==== Data to use ====
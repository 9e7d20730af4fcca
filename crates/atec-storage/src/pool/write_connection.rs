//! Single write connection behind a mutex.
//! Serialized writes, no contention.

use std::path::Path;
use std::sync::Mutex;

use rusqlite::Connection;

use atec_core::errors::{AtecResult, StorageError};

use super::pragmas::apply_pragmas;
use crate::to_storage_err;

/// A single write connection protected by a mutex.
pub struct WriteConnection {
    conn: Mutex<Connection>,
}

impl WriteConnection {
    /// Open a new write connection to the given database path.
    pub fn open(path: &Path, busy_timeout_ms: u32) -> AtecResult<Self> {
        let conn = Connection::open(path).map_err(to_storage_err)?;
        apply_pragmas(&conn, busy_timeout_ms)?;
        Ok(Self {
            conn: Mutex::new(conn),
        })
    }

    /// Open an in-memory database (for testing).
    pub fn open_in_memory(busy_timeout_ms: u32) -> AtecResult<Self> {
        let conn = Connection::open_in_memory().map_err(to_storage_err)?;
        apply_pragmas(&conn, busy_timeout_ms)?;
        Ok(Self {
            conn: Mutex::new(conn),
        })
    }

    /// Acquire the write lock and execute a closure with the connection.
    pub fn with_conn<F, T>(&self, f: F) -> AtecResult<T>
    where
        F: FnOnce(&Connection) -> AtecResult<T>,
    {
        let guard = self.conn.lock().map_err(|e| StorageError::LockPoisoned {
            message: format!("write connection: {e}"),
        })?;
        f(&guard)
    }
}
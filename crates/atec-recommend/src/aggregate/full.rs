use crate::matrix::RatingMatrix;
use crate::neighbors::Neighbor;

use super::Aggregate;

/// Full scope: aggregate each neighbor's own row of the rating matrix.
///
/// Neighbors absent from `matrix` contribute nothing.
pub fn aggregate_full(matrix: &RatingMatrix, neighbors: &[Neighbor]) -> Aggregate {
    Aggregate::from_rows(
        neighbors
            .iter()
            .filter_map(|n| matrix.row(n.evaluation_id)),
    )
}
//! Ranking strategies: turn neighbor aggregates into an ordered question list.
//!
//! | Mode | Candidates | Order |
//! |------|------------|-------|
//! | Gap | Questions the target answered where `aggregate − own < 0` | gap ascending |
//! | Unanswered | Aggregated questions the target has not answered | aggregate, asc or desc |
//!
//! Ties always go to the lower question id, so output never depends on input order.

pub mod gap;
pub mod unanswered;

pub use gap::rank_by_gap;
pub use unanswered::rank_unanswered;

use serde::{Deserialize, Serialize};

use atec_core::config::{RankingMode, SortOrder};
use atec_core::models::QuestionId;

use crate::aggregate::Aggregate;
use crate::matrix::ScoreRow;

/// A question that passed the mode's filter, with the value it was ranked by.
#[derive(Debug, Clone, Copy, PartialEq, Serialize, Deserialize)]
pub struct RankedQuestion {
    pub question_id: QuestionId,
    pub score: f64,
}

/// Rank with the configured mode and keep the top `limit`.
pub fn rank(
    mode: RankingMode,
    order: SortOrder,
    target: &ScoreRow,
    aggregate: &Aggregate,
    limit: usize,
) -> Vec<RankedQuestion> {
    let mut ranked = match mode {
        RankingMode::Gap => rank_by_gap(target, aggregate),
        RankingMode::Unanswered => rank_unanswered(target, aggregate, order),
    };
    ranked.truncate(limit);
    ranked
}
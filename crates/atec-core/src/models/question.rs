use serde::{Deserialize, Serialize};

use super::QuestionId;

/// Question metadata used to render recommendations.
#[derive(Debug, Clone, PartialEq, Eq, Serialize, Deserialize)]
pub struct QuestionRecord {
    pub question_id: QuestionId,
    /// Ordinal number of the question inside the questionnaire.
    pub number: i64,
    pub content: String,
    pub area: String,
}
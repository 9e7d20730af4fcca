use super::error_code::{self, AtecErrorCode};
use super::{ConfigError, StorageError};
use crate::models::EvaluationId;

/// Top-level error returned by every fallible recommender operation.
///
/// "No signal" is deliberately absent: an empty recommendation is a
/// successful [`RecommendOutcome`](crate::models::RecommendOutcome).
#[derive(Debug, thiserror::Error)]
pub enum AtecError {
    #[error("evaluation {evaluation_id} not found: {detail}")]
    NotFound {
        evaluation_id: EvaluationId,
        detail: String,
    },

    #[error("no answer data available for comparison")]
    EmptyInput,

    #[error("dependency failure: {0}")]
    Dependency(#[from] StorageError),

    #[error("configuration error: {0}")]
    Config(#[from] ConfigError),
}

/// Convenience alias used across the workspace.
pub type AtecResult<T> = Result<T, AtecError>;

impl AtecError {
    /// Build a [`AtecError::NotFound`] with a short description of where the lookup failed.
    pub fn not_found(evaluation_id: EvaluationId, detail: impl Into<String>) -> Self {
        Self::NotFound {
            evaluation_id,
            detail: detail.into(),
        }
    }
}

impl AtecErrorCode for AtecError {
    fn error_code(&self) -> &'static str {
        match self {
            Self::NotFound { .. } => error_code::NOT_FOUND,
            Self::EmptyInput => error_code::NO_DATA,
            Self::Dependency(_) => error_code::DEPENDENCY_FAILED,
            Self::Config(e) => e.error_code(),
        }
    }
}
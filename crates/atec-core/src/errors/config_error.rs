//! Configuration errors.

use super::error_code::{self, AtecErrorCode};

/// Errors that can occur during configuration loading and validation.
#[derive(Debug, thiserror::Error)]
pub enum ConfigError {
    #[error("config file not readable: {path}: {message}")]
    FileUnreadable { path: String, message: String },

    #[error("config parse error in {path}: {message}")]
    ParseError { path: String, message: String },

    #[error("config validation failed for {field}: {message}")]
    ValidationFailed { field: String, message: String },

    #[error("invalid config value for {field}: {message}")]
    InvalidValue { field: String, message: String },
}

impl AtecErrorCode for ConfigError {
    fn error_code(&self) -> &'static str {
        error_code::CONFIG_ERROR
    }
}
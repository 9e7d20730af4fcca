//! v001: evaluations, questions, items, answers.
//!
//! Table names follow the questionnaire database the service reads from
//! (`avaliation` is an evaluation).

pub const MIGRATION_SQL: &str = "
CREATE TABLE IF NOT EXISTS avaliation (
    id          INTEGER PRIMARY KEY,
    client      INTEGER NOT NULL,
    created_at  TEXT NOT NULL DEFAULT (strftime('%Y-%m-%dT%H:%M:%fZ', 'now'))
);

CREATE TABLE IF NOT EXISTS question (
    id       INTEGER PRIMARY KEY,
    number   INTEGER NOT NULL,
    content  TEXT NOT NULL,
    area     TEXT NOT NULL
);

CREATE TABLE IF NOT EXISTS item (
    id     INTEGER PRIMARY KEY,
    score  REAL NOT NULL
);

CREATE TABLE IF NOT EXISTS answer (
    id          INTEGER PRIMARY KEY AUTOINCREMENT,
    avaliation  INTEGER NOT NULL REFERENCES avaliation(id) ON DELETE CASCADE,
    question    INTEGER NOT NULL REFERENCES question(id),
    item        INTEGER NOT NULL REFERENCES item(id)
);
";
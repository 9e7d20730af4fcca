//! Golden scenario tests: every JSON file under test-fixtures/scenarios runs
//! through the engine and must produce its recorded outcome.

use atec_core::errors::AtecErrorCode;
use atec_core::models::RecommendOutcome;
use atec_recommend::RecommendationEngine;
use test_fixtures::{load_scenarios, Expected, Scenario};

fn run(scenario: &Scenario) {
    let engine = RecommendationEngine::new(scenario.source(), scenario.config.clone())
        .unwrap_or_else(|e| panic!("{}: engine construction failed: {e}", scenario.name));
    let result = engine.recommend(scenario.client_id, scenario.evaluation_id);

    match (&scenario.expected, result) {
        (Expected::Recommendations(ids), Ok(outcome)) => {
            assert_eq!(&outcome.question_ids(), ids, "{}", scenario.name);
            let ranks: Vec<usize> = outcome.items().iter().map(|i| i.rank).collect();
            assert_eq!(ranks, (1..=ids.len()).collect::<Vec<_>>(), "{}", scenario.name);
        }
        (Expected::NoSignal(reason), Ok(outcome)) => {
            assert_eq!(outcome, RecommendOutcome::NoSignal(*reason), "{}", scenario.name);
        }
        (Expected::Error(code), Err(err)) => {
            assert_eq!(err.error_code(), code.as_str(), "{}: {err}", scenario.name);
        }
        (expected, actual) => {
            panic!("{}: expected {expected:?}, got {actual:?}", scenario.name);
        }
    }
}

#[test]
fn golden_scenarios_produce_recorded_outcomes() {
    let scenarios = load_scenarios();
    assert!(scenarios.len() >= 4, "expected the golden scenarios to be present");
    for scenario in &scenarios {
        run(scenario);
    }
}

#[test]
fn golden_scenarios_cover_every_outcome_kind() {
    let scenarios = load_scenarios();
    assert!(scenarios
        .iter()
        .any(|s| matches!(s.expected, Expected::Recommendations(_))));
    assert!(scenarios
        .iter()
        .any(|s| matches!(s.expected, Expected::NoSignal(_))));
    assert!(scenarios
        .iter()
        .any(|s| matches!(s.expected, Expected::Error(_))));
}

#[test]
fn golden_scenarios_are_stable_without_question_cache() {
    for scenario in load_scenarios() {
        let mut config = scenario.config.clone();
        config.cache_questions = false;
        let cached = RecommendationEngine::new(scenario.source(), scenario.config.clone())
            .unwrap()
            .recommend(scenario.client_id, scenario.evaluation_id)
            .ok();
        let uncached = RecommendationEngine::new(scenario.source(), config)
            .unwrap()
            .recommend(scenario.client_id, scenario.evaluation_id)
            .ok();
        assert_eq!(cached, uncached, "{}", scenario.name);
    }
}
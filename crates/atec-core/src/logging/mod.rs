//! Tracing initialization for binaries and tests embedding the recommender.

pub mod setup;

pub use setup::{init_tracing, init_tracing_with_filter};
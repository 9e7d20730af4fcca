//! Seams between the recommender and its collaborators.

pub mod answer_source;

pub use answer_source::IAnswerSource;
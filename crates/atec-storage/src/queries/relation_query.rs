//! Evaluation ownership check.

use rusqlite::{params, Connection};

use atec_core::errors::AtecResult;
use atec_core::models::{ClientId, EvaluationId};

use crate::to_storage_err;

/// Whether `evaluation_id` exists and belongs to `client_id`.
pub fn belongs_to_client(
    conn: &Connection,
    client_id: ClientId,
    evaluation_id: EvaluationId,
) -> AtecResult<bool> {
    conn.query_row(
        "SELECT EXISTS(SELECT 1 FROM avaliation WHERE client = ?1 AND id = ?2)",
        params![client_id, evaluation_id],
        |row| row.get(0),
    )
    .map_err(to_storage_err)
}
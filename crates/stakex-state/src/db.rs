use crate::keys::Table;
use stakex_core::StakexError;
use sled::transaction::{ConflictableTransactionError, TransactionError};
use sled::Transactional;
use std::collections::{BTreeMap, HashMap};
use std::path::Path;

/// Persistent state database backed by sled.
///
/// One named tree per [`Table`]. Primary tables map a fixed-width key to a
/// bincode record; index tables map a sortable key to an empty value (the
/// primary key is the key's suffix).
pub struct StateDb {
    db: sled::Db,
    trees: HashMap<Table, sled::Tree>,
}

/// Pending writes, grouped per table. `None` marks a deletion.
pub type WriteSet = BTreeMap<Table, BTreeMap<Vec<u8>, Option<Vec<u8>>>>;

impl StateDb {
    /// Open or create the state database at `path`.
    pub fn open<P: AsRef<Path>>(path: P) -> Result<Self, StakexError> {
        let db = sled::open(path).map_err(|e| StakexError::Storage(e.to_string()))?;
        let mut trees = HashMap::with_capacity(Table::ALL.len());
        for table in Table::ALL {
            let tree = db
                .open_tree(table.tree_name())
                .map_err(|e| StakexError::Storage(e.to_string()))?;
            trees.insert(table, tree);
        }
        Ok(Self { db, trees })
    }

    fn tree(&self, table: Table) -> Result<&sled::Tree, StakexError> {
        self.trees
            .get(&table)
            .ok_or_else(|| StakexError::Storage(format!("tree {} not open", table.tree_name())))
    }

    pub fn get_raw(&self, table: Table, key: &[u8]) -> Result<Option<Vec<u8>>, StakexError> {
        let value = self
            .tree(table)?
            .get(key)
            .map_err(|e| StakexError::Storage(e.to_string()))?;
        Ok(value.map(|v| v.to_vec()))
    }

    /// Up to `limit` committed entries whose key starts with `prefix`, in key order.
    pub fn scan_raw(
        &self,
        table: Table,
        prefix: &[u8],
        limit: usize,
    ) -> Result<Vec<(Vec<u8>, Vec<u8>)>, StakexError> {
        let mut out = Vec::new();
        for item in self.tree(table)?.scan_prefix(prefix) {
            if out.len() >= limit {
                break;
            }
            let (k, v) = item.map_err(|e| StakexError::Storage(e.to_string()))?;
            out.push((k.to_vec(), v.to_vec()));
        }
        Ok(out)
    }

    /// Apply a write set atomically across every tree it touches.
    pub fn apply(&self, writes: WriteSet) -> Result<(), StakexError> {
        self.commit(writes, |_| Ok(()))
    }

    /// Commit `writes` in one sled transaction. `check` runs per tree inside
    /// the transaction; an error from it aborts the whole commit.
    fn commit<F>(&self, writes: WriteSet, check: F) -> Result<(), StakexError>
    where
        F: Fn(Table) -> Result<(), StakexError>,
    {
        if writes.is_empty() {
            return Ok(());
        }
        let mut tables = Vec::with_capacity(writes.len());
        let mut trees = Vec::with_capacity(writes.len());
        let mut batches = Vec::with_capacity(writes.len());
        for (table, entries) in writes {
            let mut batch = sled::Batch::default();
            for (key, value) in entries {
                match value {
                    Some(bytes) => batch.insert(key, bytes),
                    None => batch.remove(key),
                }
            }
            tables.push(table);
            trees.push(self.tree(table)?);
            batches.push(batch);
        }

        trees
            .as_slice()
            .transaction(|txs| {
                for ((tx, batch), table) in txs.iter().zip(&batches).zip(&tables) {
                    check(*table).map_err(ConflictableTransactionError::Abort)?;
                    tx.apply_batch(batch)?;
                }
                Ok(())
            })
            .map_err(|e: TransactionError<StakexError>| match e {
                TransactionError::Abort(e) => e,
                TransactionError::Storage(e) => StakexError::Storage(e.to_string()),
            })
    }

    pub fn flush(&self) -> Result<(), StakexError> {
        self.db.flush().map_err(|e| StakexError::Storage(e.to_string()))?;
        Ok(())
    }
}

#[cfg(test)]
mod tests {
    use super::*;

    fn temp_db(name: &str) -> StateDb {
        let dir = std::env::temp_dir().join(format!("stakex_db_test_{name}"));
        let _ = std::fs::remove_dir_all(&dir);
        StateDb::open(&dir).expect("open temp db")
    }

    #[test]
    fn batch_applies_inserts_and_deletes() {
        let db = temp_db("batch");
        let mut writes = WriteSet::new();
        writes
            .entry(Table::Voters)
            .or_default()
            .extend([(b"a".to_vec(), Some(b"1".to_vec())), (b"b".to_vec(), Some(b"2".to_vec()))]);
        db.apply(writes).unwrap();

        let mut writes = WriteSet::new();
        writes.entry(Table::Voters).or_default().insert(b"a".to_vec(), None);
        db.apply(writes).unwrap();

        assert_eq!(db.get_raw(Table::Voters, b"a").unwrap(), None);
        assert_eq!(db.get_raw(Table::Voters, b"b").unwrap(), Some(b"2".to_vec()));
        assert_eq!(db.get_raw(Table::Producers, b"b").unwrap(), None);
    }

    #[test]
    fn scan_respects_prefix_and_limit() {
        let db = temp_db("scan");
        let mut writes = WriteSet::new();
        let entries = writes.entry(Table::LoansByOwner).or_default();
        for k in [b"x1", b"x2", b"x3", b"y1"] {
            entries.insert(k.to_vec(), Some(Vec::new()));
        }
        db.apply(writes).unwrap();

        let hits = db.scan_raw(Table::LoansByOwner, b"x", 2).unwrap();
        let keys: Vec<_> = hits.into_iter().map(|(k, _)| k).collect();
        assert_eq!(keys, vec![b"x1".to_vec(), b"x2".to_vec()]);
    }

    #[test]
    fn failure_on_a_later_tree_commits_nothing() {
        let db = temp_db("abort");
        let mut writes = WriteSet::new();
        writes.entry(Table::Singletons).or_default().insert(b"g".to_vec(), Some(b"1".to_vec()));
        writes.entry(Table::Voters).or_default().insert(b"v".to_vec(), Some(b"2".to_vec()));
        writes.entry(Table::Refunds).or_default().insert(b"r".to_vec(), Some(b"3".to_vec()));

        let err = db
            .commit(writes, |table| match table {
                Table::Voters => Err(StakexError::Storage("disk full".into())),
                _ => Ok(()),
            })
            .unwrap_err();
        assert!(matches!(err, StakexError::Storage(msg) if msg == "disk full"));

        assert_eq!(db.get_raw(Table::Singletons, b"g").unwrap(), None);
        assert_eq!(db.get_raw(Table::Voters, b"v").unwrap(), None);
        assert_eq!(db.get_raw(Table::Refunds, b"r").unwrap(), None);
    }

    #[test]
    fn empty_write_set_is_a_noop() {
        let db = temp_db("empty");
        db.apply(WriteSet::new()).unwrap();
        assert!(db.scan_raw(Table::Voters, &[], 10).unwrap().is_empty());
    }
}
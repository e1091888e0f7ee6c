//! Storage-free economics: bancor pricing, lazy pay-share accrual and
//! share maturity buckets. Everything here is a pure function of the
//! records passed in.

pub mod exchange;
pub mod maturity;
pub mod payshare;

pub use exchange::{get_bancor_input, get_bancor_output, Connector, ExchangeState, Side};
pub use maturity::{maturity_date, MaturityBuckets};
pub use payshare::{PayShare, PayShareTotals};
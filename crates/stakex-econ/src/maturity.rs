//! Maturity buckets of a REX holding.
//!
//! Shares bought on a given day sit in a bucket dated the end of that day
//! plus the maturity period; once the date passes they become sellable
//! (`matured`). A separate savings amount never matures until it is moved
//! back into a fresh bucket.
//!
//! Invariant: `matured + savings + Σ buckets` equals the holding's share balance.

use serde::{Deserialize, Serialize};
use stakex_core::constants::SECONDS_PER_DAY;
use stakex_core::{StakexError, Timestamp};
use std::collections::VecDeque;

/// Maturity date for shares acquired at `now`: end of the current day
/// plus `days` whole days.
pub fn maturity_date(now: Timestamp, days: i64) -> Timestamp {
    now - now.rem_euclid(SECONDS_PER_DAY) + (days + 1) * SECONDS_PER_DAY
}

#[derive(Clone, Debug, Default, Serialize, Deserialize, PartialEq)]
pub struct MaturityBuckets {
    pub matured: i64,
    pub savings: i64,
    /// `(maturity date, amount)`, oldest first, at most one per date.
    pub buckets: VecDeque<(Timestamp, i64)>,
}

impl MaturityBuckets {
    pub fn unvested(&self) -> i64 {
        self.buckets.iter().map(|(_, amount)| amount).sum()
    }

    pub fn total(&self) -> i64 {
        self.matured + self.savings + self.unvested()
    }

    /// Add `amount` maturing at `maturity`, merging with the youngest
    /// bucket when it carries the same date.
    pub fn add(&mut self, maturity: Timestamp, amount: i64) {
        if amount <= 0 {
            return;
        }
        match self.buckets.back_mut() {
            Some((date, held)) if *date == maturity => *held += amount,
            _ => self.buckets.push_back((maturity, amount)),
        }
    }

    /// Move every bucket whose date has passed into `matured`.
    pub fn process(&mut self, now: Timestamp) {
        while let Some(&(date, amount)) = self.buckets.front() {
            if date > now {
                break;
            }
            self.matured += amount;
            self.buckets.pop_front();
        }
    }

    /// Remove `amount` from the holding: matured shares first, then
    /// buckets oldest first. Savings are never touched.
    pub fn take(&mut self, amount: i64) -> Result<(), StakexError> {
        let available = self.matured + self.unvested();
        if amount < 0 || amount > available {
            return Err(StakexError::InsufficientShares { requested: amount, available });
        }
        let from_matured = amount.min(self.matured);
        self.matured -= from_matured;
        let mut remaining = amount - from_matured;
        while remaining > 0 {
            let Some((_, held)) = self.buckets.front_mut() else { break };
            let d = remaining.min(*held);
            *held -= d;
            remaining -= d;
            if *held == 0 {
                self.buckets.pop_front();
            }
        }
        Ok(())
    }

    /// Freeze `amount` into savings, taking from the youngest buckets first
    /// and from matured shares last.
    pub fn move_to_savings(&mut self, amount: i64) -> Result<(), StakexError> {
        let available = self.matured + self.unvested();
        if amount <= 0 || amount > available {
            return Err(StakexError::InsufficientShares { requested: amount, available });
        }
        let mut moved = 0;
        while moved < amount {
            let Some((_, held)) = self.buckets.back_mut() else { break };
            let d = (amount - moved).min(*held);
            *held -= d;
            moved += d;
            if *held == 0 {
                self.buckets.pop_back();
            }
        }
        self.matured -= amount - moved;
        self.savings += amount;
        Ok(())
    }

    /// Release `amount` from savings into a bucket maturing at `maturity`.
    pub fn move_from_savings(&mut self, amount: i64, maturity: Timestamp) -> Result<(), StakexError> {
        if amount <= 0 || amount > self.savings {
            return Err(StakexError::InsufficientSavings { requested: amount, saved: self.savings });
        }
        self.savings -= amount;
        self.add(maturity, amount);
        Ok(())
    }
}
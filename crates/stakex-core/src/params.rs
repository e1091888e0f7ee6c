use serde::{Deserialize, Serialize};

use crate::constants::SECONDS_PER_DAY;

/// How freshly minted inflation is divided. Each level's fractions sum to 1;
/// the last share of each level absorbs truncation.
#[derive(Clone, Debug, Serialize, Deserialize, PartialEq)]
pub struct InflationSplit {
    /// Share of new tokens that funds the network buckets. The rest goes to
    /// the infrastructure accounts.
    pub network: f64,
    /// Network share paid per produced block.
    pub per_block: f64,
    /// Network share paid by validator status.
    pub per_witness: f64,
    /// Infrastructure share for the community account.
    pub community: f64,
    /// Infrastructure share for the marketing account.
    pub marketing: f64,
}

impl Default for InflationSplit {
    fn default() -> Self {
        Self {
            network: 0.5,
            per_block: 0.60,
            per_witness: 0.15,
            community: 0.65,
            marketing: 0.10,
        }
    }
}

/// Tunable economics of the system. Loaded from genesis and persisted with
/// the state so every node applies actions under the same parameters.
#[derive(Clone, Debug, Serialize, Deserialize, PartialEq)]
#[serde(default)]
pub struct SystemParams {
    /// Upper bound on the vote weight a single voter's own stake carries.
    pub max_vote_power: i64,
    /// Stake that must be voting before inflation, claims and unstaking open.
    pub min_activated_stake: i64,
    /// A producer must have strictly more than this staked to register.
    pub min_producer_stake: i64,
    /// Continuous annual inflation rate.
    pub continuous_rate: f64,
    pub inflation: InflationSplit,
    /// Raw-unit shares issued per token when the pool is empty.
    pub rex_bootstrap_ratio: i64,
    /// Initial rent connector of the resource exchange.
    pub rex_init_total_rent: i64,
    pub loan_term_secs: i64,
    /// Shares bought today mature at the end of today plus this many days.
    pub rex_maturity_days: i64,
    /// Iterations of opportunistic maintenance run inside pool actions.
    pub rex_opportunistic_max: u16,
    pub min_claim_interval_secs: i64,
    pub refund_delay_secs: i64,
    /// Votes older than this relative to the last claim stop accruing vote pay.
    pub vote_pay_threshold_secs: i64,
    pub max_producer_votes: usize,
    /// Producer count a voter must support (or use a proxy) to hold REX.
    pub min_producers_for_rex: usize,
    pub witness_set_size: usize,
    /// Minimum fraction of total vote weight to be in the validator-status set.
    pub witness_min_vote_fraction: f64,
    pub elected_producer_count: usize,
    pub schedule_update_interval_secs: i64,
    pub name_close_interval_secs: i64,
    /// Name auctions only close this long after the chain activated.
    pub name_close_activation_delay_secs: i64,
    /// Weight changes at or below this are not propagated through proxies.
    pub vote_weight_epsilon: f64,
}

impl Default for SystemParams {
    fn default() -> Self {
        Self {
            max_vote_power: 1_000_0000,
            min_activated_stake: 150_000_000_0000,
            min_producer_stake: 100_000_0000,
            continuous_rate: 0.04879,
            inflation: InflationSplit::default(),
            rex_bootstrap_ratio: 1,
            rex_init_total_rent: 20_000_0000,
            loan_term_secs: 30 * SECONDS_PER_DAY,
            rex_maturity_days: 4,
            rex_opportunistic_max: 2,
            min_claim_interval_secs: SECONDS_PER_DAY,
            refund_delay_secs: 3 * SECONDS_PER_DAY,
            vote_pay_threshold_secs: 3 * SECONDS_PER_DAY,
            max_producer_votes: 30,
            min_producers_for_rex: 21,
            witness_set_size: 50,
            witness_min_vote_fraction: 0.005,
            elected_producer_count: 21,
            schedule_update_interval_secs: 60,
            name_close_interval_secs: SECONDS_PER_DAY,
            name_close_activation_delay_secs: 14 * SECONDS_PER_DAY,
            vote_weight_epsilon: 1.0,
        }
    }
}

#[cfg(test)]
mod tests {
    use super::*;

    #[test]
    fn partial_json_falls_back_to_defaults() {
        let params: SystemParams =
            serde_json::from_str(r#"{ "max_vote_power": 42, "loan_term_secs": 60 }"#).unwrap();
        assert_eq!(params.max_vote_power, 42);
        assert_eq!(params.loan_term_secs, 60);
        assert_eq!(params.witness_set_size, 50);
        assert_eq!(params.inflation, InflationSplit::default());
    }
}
====
Assignment: What you retype should run from the first line of the entries above through the line containing "Neighbors absent from", exactly and in full.

Expected answer:
repository 9e7d20730af4fcca
filename crates/atec-storage/src/pool/write_connection.rs
//! Single write connection behind a mutex.
//! Serialized writes, no contention.

use std::path::Path;
use std::sync::Mutex;

use rusqlite::Connection;

use atec_core::errors::{AtecResult, StorageError};

use super::pragmas::apply_pragmas;
use crate::to_storage_err;

/// A single write connection protected by a mutex.
pub struct WriteConnection {
    conn: Mutex<Connection>,
}

impl WriteConnection {
    /// Open a new write connection to the given database path.
    pub fn open(path: &Path, busy_timeout_ms: u32) -> AtecResult<Self> {
        let conn = Connection::open(path).map_err(to_storage_err)?;
        apply_pragmas(&conn, busy_timeout_ms)?;
        Ok(Self {
            conn: Mutex::new(conn),
        })
    }

    /// Open an in-memory database (for testing).
    pub fn open_in_memory(busy_timeout_ms: u32) -> AtecResult<Self> {
        let conn = Connection::open_in_memory().map_err(to_storage_err)?;
        apply_pragmas(&conn, busy_timeout_ms)?;
        Ok(Self {
            conn: Mutex::new(conn),
        })
    }

    /// Acquire the write lock and execute a closure with the connection.
    pub fn with_conn<F, T>(&self, f: F) -> AtecResult<T>
    where
        F: FnOnce(&Connection) -> AtecResult<T>,
    {
        let guard = self.conn.lock().map_err(|e| StorageError::LockPoisoned {
            message: format!("write connection: {e}"),
        })?;
        f(&guard)
    }
}
filename crates/atec-recommend/src/aggregate/full.rs
use crate::matrix::RatingMatrix;
use crate::neighbors::Neighbor;

use super::Aggregate;

/// Full scope: aggregate each neighbor's own row of the rating matrix.
///
/// Neighbors absent from `matrix` contribute nothing.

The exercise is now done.